Kembali ke kampung halaman, membawa kenangan lama kembali. Masalah masa lalu pun datang menghinggapi. Trauma akan kekerasan yang Bev hadapi ketika masih remaja kembali datang. Eddie teringat kembali mengenai bagaimana mudahnya ia jatuh sakit sejak kecil dulu. Kematian adik Bill kembali datang menghantui Bill. Cinta segitiga antara Bev, Ben dan Bill kembali datang. Terakhir, Mike yang terus terobsesi akan kebangkitan It, memiliki ketakutan tersendiri ketika ia mengingat kematian keluarganya. Oh tunggu dulu, bagaimana dengan Stanley dan Richie? Stanley … memilih untuk tidak datang menghadapi It. Richie memiliki masalag ketakutan yang sangat absurd, tidak jelas. Belakangan tersirat baru diketahui bahwa orientasi seks Richie-lah yang menjadi masalah. Masalah Richie ini menjadi subplot tak jelas yang tak penting. Aneh sekali, kok ya ini tidak ditanamkan sejak It (2017). Masalah yang Richie hadapi seolah-olah seperti masalah yang dibuat-buat agar durasi It Chapter Two (2019) semakin panjang :P.

Durasi It Chapter Two (2019) lebih dari 2 jam dan mayoritas adegannya adalah teror dari It! Kenangan dan masalah masa lalu inilah yang diekspolitasi oleh It untuk meneror The Loosers Club. Kalau ada orang bilang bahwa lebih lama itu lebih baik, maka hal ini tidak berlaku pada It Chapter Two (2019). Teror demi teror terus muncul tanpa arah yang jelas. Semuanya pun lebih ke arah teror monster yang membosankan, bukan teror psikologis.

Sumpah, film ini terasa sangat membosankan. Terlebih lagi rencana yang Mike susun untuk menghadapi It terbilang aneh dan banyak sekali celahnya. Ya jelas sudah dapat ditebak pasti rencana Mike yang kacangan ini akan mengalami kegagalan.

Nilai positif yang saya lihat dari It Chapter Two (2019) hanyalah kostum dan efek yang jauh lebih bagus dari It (2017). Selain itu akting dari James McAvoy yang prima, tentunya menjadi poin plus lagi bagi It Chapter Two (2019). Sayang karakter-karakter The Loosers Club dewasa lainnya, kalah pamornya dengan The Loosers remaja. Karakter-karakter The Loosers Club pada It (2017) jauuuh lebih kuat dan sukses besar menghadirkan sarkasme dan lelucon yang menghibur. Sementara itu It Chapter Two (2019) justru dipenuhi oleh lelucon-lelucon yang kurang lucu.
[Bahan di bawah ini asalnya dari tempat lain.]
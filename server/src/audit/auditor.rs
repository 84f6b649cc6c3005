//! Guild Auditor
//!
//! Turns already-fetched channels and roles into exposure findings. No I/O.

use std::collections::HashSet;

use serde::Serialize;
use tracing::warn;

use crate::config::GuildConfig;
use crate::discord::types::{channel_type, Channel, OverwriteKind, Role};
use crate::permissions::{resolve_view_access, Permissions, ViewAccess};

/// Channel types audited unless configured otherwise: text, announcement, forum.
pub const DEFAULT_CHANNEL_TYPES: [u8; 3] = [
    channel_type::GUILD_TEXT,
    channel_type::GUILD_ANNOUNCEMENT,
    channel_type::GUILD_FORUM,
];

/// Knobs for a guild audit.
#[derive(Debug, Clone)]
pub struct AuditOptions {
    /// Channel type codes that are checked; everything else is skipped.
    pub channel_types: HashSet<u8>,
}

impl Default for AuditOptions {
    fn default() -> Self {
        Self {
            channel_types: DEFAULT_CHANNEL_TYPES.into_iter().collect(),
        }
    }
}

/// Why a channel counts as exposed.
#[derive(Debug, Clone, Copy, PartialEq, Eq, Serialize)]
#[serde(rename_all = "snake_case")]
pub enum ExposureReason {
    /// The @everyone overwrite grants `VIEW_CHANNEL`.
    ExplicitAllow,
    /// No overwrite decides; the @everyone role itself grants `VIEW_CHANNEL`.
    InheritedFromRole,
}

/// A channel visible to @everyone that is not whitelisted.
#[derive(Debug, Clone, PartialEq, Eq, Serialize)]
pub struct ExposureFinding {
    pub channel_id: String,
    pub name: String,
    pub topic: Option<String>,
    pub reason: ExposureReason,
}

/// Guild-level permissions of the @everyone role.
///
/// The @everyone role shares the guild's id. Returns empty when roles were
/// not fetched or the role is missing, which limits detection to explicit
/// overwrites.
#[must_use]
pub fn everyone_baseline(guild_id: &str, roles: Option<&[Role]>) -> Permissions {
    roles
        .unwrap_or_default()
        .iter()
        .find(|r| r.id == guild_id)
        .map(|r| r.permissions)
        .unwrap_or_default()
}

/// Audit one guild's channels for @everyone exposure.
///
/// Findings keep the order of `channels`.
#[must_use]
pub fn audit_guild(
    guild: &GuildConfig,
    channels: &[Channel],
    roles: Option<&[Role]>,
    options: &AuditOptions,
) -> Vec<ExposureFinding> {
    let baseline = everyone_baseline(&guild.guild_id, roles);

    channels
        .iter()
        .filter(|ch| options.channel_types.contains(&ch.kind))
        .filter(|ch| !guild.is_whitelisted(&ch.id))
        .filter_map(|ch| {
            warn_on_duplicate_everyone(guild, ch);

            let reason = match resolve_view_access(ch.overwrites(), &guild.guild_id, baseline) {
                ViewAccess::ExplicitAllow => ExposureReason::ExplicitAllow,
                ViewAccess::Inherited(true) => ExposureReason::InheritedFromRole,
                ViewAccess::ExplicitDeny | ViewAccess::Inherited(false) => return None,
            };

            Some(ExposureFinding {
                channel_id: ch.id.clone(),
                name: ch.name.clone(),
                topic: ch.topic.clone(),
                reason,
            })
        })
        .collect()
}

fn warn_on_duplicate_everyone(guild: &GuildConfig, channel: &Channel) {
    let count = channel
        .overwrites()
        .iter()
        .filter(|o| o.kind == OverwriteKind::Role && o.id == guild.guild_id)
        .count();

    if count > 1 {
        warn!(
            guild_id = %guild.guild_id,
            channel_id = %channel.id,
            count,
            "Channel has several @everyone overwrites; using the first"
        );
    }
}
Saya agak kecewa dengan sekuel film yang satu ini. Nilai dari saya pribadi adalah 2 dari 5 yang artinya “Kurang Bagus”. Untung saya tidak menonton film ini di bioskop :’D.

Sumber: http://www.it-movie.net

Glass (2019)

M. Night Shyamalan bukanlah sutradara favorit saya. Saya bahkan kurang suka dengan beberapa karyanya. Secara mengejutkan, Shyamalan menghasilkan Split (2017) yang memiliki banyak sekali kejutan di dalamnya, kejutan yang tidak saya duga sebelumnya. Saya pun tentunya tertarik untuk menonton kelanjutan dari Split (2017), yaitu Glass (2019). Apakah Glass (2019) akan lebih baik dari Split (2017)?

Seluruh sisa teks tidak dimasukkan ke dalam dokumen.